The book, Sexual Behavior in the Human Male, by biologist Alfred Kinsey of Indiana University, was an utter revelation for a populace living in a time when masturbation was frowned upon, oral sex (even between husband and wife) was illegal in some states, and homosexuality was considered an extremely rare, criminal deviance.
Overnight, millions of American men realized that they were not lone freaks for doing what they did.
Based on thousands of exhaustive, confidential interviews with churchgoers, college students, prison inmates and more, Kinsey reported, for example, that 92% of men had masturbated and half of married men had had extramarital affairs. A full 37% of men said they had had some form of homosexual experience at some point in their lives.
Five years later, Kinsey’s second volume — Sexual Behavior in the Human Female — came through with more revelations. A full 62% of women, for instance, reported they had masturbated, about half of the women said that they had engaged in premarital sex, and two-thirds of participants said that they had experienced overtly sexual dreams. The book was widely attacked as an affront to the dignity of womanhood.
Kinsey’s work did more than reassure people they were not alone: It highlighted a disconnect between certain laws of the land and actual sexual practice. “Everybody’s sin is nobody’s sin,” Kinsey once said.
Sex researchers say Kinsey’s biggest contribution was the sheer cataloging of variation. But his most-famous findings revolve around the issue of homosexuality. He devised the famous Kinsey scale — a numerical gradation of levels of homosexual orientation, with 0 representing those who were exclusively heterosexual and 6 being exclusively homosexual. The scale is still used by researchers.
Kinsey also reported that 10% of the men he interviewed said they engaged in predominantly homosexual activity between the ages of 16 and 55. “That changed the thinking about homosexuality,” says Dr. Jack Drescher, a New York psychoanalyst. “If it was more common than people thought it to be, then perhaps it was what we would call a normal variation of sexuality rather than a form of mental illness.”

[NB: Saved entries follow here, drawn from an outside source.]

use std::collections::{HashMap, HashSet};

use serde::Serialize;

use crate::model::{Course, Enrollment, Grade, Student};

/// Half-up rounding to one decimal, used for percentage display fields.
pub fn round_off_1_decimal(x: f64) -> f64 {
    ((10.0 * x) + 0.5).floor() / 10.0
}

/// Half-up rounding to two decimals, used for GPA-style display fields.
pub fn round_off_2_decimals(x: f64) -> f64 {
    ((100.0 * x) + 0.5).floor() / 100.0
}

/// Arithmetic mean of grade points over the enrollments that carry a
/// parseable grade. Ungraded enrollments are excluded from both numerator
/// and denominator; zero graded enrollments yields 0.
pub fn gpa(enrollments: &[Enrollment]) -> f64 {
    let mut sum = 0.0_f64;
    let mut graded = 0_usize;
    for e in enrollments {
        if let Some(g) = e.parsed_grade() {
            sum += g.points();
            graded += 1;
        }
    }
    if graded == 0 {
        0.0
    } else {
        sum / (graded as f64)
    }
}

#[derive(Debug, Clone, Serialize, PartialEq)]
#[serde(rename_all = "camelCase")]
pub struct GradeBucket {
    pub grade: String,
    pub count: usize,
    pub percentage: f64,
}

/// Count/percentage breakdown by letter grade, in ladder order, one bucket
/// per grade actually present. Percentages are over graded enrollments so
/// they sum to 100 up to rounding.
pub fn grade_distribution(enrollments: &[Enrollment]) -> Vec<GradeBucket> {
    let mut counts: HashMap<Grade, usize> = HashMap::new();
    let mut graded_total = 0_usize;
    for e in enrollments {
        if let Some(g) = e.parsed_grade() {
            *counts.entry(g).or_insert(0) += 1;
            graded_total += 1;
        }
    }

    Grade::LADDER
        .iter()
        .filter_map(|g| {
            let count = counts.get(g).copied()?;
            let percentage = if graded_total > 0 {
                round_off_1_decimal(100.0 * (count as f64) / (graded_total as f64))
            } else {
                0.0
            };
            Some(GradeBucket {
                grade: g.as_str().to_string(),
                count,
                percentage,
            })
        })
        .collect()
}

/// Stable sort by stored gpa descending, first `n`. Ties keep the input
/// order.
pub fn top_students_by_gpa(students: &[Student], n: usize) -> Vec<Student> {
    let mut ranked: Vec<Student> = students.to_vec();
    ranked.sort_by(|a, b| b.gpa.partial_cmp(&a.gpa).unwrap_or(std::cmp::Ordering::Equal));
    ranked.truncate(n);
    ranked
}

/// Per-course enrollment counts derived from the enrollment collection.
/// This is the authoritative count; the stored `enrollmentCount` field is
/// overridden with it on read.
pub fn enrollment_counts(enrollments: &[Enrollment]) -> HashMap<i64, i64> {
    let mut counts: HashMap<i64, i64> = HashMap::new();
    for e in enrollments {
        *counts.entry(e.course_id).or_insert(0) += 1;
    }
    counts
}

/// Courses with the derived count substituted in, preserving input order.
pub fn with_derived_counts(courses: &[Course], enrollments: &[Enrollment]) -> Vec<Course> {
    let counts = enrollment_counts(enrollments);
    courses
        .iter()
        .map(|c| {
            let mut out = c.clone();
            out.enrollment_count = counts.get(&c.id).copied().unwrap_or(0);
            out
        })
        .collect()
}

/// Students with `enrolled_courses` rebuilt as the deduplicated union of
/// the enrollment collection's course ids (first) and the stored array, so
/// a fresh enrollment is visible before the remote side updates the array.
pub fn with_derived_enrollments(students: &[Student], enrollments: &[Enrollment]) -> Vec<Student> {
    let mut by_student: HashMap<i64, Vec<i64>> = HashMap::new();
    for e in enrollments {
        by_student.entry(e.student_id).or_default().push(e.course_id);
    }
    students
        .iter()
        .map(|s| {
            let derived = by_student.get(&s.id).map(Vec::as_slice).unwrap_or(&[]);
            let mut out = s.clone();
            out.enrolled_courses = assigned_course_ids(derived, &s.enrolled_courses);
            out
        })
        .collect()
}

/// Stable sort by derived enrollment count descending, first `n`.
pub fn top_courses_by_enrollment(
    courses: &[Course],
    enrollments: &[Enrollment],
    n: usize,
) -> Vec<Course> {
    let mut ranked = with_derived_counts(courses, enrollments);
    ranked.sort_by(|a, b| b.enrollment_count.cmp(&a.enrollment_count));
    ranked.truncate(n);
    ranked
}

/// Mean grade points across one course's enrollments; 0 when none graded.
pub fn course_average_points(enrollments: &[Enrollment]) -> f64 {
    gpa(enrollments)
}

#[derive(Debug, Clone, Serialize)]
#[serde(rename_all = "camelCase")]
pub struct CoursePerformer {
    pub student_id: i64,
    pub student_name: String,
    pub gpa: f64,
    pub grade: Option<String>,
}

/// Students enrolled in `course_id`, ranked by stored gpa descending, first
/// `n`, each carrying the letter grade from their enrollment. Enrollments
/// pointing at unknown students are skipped.
pub fn course_top_performers(
    course_id: i64,
    enrollments: &[Enrollment],
    students: &[Student],
    n: usize,
) -> Vec<CoursePerformer> {
    let by_id: HashMap<i64, &Student> = students.iter().map(|s| (s.id, s)).collect();
    let mut performers: Vec<CoursePerformer> = enrollments
        .iter()
        .filter(|e| e.course_id == course_id)
        .filter_map(|e| {
            let student = by_id.get(&e.student_id)?;
            Some(CoursePerformer {
                student_id: student.id,
                student_name: student.name.clone(),
                gpa: student.gpa,
                grade: e.grade.clone(),
            })
        })
        .collect();
    performers.sort_by(|a, b| b.gpa.partial_cmp(&a.gpa).unwrap_or(std::cmp::Ordering::Equal));
    performers.truncate(n);
    performers
}

/// Number of distinct students across a set of enrollments.
pub fn distinct_student_count(enrollments: &[Enrollment]) -> usize {
    enrollments
        .iter()
        .map(|e| e.student_id)
        .collect::<HashSet<_>>()
        .len()
}

/// Union of the join-collection course ids and the stored assignment array,
/// deduplicated, first occurrence wins. The join rows are authoritative and
/// come first.
pub fn assigned_course_ids(join_course_ids: &[i64], stored: &[i64]) -> Vec<i64> {
    let mut seen = HashSet::new();
    let mut out = Vec::new();
    for id in join_course_ids.iter().chain(stored.iter()) {
        if seen.insert(*id) {
            out.push(*id);
        }
    }
    out
}

/// Mean of the stored student gpa field; 0 for an empty cohort.
pub fn mean_stored_gpa(students: &[Student]) -> f64 {
    if students.is_empty() {
        return 0.0;
    }
    students.iter().map(|s| s.gpa).sum::<f64>() / (students.len() as f64)
}

#[cfg(test)]
mod tests {
    use super::*;

    fn enrollment(id: i64, student_id: i64, course_id: i64, grade: Option<&str>) -> Enrollment {
        Enrollment {
            id,
            student_id,
            course_id,
            enrollment_date: None,
            grade: grade.map(|g| g.to_string()),
            semester: None,
        }
    }

    fn student(id: i64, name: &str, gpa: f64) -> Student {
        Student {
            id,
            student_id: format!("STU-{id:03}"),
            name: name.to_string(),
            email: format!("s{id}@example.edu"),
            phone: None,
            year: None,
            department: None,
            gpa,
            enrolled_courses: Vec::new(),
        }
    }

    fn course(id: i64, code: &str) -> Course {
        Course {
            id,
            course_code: code.to_string(),
            title: format!("Course {code}"),
            description: None,
            credits: 3,
            faculty_id: None,
            department: None,
            max_enrollment: None,
            enrollment_count: 0,
            syllabus: None,
        }
    }

    #[test]
    fn gpa_of_nothing_is_zero() {
        assert_eq!(gpa(&[]), 0.0);
        assert_eq!(gpa(&[enrollment(1, 1, 10, None)]), 0.0);
    }

    #[test]
    fn gpa_excludes_null_grades_from_the_denominator() {
        let es = vec![
            enrollment(1, 1, 10, Some("A")),
            enrollment(2, 1, 11, None),
        ];
        assert_eq!(gpa(&es), 4.0);
    }

    #[test]
    fn gpa_excludes_unknown_grade_strings() {
        // Unknown strings behave like null, not like zero points.
        let es = vec![
            enrollment(1, 1, 10, Some("A")),
            enrollment(2, 1, 11, Some("incomplete")),
        ];
        assert_eq!(gpa(&es), 4.0);
    }

    #[test]
    fn gpa_averages_grade_points() {
        let es = vec![
            enrollment(1, 1, 10, Some("A")),
            enrollment(2, 1, 11, Some("B")),
        ];
        assert_eq!(gpa(&es), 3.5);
    }

    #[test]
    fn distribution_orders_by_ladder_and_sums_to_100() {
        let es = vec![
            enrollment(1, 1, 10, Some("B")),
            enrollment(2, 2, 10, Some("A")),
            enrollment(3, 3, 10, Some("A")),
            enrollment(4, 4, 10, None),
            enrollment(5, 5, 10, Some("F")),
        ];
        let dist = grade_distribution(&es);
        let grades: Vec<&str> = dist.iter().map(|b| b.grade.as_str()).collect();
        assert_eq!(grades, vec!["A", "B", "F"]);
        assert_eq!(dist[0].count, 2);
        let total: f64 = dist.iter().map(|b| b.percentage).sum();
        assert!((total - 100.0).abs() < 0.2, "sum was {total}");
    }

    #[test]
    fn distribution_of_ungraded_only_is_empty() {
        let es = vec![enrollment(1, 1, 10, None), enrollment(2, 2, 10, None)];
        assert!(grade_distribution(&es).is_empty());
    }

    #[test]
    fn top_students_is_stable_under_ties() {
        let cohort = vec![
            student(1, "first", 3.2),
            student(2, "tied-a", 3.8),
            student(3, "tied-b", 3.8),
            student(4, "last", 2.1),
        ];
        let top = top_students_by_gpa(&cohort, 5);
        assert_eq!(top.len(), 4);
        assert_eq!(top[0].id, 2);
        assert_eq!(top[1].id, 3);
        assert_eq!(top[3].id, 4);

        let top2 = top_students_by_gpa(&cohort, 2);
        assert_eq!(top2.len(), 2);
    }

    #[test]
    fn derived_counts_override_the_stored_field() {
        let mut stale = course(10, "CS101");
        stale.enrollment_count = 99;
        let courses = vec![stale, course(11, "CS102")];
        let es = vec![
            enrollment(1, 1, 10, None),
            enrollment(2, 2, 10, None),
            enrollment(3, 3, 11, None),
        ];
        let derived = with_derived_counts(&courses, &es);
        assert_eq!(derived[0].enrollment_count, 2);
        assert_eq!(derived[1].enrollment_count, 1);

        let ranked = top_courses_by_enrollment(&courses, &es, 1);
        assert_eq!(ranked[0].id, 10);
    }

    #[test]
    fn derived_enrollments_union_the_stored_array() {
        let mut s = student(1, "a", 3.0);
        s.enrolled_courses = vec![11, 12];
        let cohort = vec![s, student(2, "b", 3.5)];
        let es = vec![
            enrollment(1, 1, 10, None),
            enrollment(2, 1, 11, None),
            enrollment(3, 2, 10, None),
        ];
        let derived = with_derived_enrollments(&cohort, &es);
        // Enrollment-derived ids first, stored leftovers kept, no repeats.
        assert_eq!(derived[0].enrolled_courses, vec![10, 11, 12]);
        assert_eq!(derived[1].enrolled_courses, vec![10]);
    }

    #[test]
    fn course_top_performers_skips_unknown_students() {
        let cohort = vec![student(1, "a", 3.0), student(2, "b", 3.9)];
        let es = vec![
            enrollment(1, 1, 10, Some("B")),
            enrollment(2, 2, 10, Some("A")),
            enrollment(3, 77, 10, Some("A")),
            enrollment(4, 2, 11, Some("A")),
        ];
        let top = course_top_performers(10, &es, &cohort, 5);
        assert_eq!(top.len(), 2);
        assert_eq!(top[0].student_id, 2);
        assert_eq!(top[0].grade.as_deref(), Some("A"));
    }

    #[test]
    fn assigned_union_dedups_and_keeps_join_order() {
        assert_eq!(assigned_course_ids(&[3, 1], &[1, 2]), vec![3, 1, 2]);
        assert_eq!(assigned_course_ids(&[], &[]), Vec::<i64>::new());
    }

    #[test]
    fn rounding_is_half_up() {
        assert_eq!(round_off_1_decimal(3.54), 3.5);
        assert_eq!(round_off_1_decimal(3.55), 3.6);
        assert_eq!(round_off_1_decimal(35.6818), 35.7);
        assert_eq!(round_off_2_decimals(3.556), 3.56);
        assert_eq!(round_off_2_decimals(3.554), 3.55);
    }

    #[test]
    fn distinct_students_and_mean_gpa() {
        let es = vec![
            enrollment(1, 1, 10, None),
            enrollment(2, 1, 11, None),
            enrollment(3, 2, 10, None),
        ];
        assert_eq!(distinct_student_count(&es), 2);
        let cohort = vec![student(1, "a", 3.0), student(2, "b", 4.0)];
        assert_eq!(mean_stored_gpa(&cohort), 3.5);
        assert_eq!(mean_stored_gpa(&[]), 0.0);
    }
}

Perhaps above all, researchers say Kinsey’s work and the later studies it inspired showed social scientists, public health workers, therapists and geneticists just how much there was and still remains for them to study.
Based on work such as Kinsey’s and Evelyn Hooker’s, the American Psychiatric Assn. voted in 1973, after intense debate, to drop homosexuality from its Diagnostic and Statistical Manual of Mental Disorders.
Today, experts believe that Kinsey’s precise numbers were inflated, partly because the people he interviewed to draw his conclusions — especially in the book on males -- were not nationally representative. A posthumous reanalysis of his massive dataset found that when interviews from prisoners and other sources likely to over-sample the number of homosexual participants were removed, the percentage of those with exclusively homosexual experiences fell to 3%; another 3% reporting that such experiences were extensive but not exclusive. Those figures are in line with more recent studies.
Kinsey, meanwhile, has been accused of, or credited with — depending on one’s point of view — doing more than laying the groundwork for a new field. He radically altered the way society thinks of sex, and ushered in far greater sexual freedom.
“His influence was tremendous — it opened up the field,” says Vern Bullough, founder of the Center for Sex Research at Cal State Northridge, and author of Science in the Bedroom: A History of Sex Research.
Full article: "The Kinsey Effect" [Los Angeles Times]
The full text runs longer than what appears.